◆ **Task goal**
After locating the line that contains "let app = router(state);" in the listing below, write out that line and every following line exactly, with no other output.

◆ **Records for this exercise**
# # # # #

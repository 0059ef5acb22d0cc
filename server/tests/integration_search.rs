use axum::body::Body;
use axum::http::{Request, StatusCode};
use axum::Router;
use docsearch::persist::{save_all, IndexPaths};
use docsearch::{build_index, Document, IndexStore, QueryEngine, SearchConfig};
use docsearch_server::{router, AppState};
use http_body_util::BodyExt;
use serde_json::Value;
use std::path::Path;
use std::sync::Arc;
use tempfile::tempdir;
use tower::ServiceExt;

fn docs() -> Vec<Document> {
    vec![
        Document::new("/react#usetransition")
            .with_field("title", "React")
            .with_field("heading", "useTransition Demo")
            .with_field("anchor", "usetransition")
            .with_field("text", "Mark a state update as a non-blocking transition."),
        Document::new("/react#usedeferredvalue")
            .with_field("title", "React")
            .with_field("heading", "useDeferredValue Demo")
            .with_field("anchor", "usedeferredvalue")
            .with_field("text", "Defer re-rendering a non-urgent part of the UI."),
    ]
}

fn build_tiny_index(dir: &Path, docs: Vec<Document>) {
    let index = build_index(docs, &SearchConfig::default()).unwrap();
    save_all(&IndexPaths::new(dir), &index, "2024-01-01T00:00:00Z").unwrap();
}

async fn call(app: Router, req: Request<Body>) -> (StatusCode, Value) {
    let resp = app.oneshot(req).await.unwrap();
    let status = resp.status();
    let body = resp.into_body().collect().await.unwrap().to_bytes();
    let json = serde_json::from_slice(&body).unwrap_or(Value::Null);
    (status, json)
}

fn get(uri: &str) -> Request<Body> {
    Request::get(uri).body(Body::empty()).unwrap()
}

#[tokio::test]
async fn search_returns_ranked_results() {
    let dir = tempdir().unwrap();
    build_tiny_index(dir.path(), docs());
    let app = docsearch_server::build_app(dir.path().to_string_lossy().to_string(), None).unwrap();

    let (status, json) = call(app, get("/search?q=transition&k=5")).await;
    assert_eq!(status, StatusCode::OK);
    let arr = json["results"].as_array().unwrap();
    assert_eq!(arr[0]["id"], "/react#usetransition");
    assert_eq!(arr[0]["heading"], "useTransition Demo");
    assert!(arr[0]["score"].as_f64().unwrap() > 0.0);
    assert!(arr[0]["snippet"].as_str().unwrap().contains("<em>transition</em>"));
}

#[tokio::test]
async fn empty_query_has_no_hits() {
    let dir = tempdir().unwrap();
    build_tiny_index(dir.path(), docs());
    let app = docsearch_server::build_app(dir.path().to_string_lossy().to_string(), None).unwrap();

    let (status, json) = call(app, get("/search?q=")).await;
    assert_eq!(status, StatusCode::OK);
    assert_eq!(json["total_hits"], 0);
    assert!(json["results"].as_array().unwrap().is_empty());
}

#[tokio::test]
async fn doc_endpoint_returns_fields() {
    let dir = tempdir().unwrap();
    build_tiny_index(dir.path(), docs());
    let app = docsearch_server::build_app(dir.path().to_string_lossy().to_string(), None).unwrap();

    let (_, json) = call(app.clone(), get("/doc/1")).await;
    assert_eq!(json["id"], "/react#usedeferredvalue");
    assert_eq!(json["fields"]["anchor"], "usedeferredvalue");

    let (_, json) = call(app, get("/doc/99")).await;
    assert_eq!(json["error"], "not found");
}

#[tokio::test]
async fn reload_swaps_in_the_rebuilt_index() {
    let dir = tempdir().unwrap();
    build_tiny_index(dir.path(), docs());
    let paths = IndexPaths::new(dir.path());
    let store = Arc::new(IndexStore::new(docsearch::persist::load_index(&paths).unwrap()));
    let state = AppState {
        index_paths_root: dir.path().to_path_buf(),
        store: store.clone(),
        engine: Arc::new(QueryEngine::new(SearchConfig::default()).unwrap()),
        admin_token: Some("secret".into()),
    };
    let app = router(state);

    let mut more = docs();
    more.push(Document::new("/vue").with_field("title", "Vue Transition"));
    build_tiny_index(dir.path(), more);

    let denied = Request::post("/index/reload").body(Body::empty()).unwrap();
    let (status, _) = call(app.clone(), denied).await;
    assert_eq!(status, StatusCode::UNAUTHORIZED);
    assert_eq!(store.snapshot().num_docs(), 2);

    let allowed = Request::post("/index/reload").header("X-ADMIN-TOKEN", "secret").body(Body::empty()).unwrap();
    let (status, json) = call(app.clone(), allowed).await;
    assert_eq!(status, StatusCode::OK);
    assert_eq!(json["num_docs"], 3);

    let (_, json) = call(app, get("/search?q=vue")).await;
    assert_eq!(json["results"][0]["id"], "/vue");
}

# # # # #

◆ **Response box**
    let app = router(state);

    let mut more = docs();
    more.push(Document::new("/vue").with_field("title", "Vue Transition"));
    build_tiny_index(dir.path(), more);

    let denied = Request::post("/index/reload").body(Body::empty()).unwrap();
    let (status, _) = call(app.clone(), denied).await;
    assert_eq!(status, StatusCode::UNAUTHORIZED);
    assert_eq!(store.snapshot().num_docs(), 2);

    let allowed = Request::post("/index/reload").header("X-ADMIN-TOKEN", "secret").body(Body::empty()).unwrap();
    let (status, json) = call(app.clone(), allowed).await;
    assert_eq!(status, StatusCode::OK);
    assert_eq!(json["num_docs"], 3);

    let (_, json) = call(app, get("/search?q=vue")).await;
    assert_eq!(json["results"][0]["id"], "/vue");
}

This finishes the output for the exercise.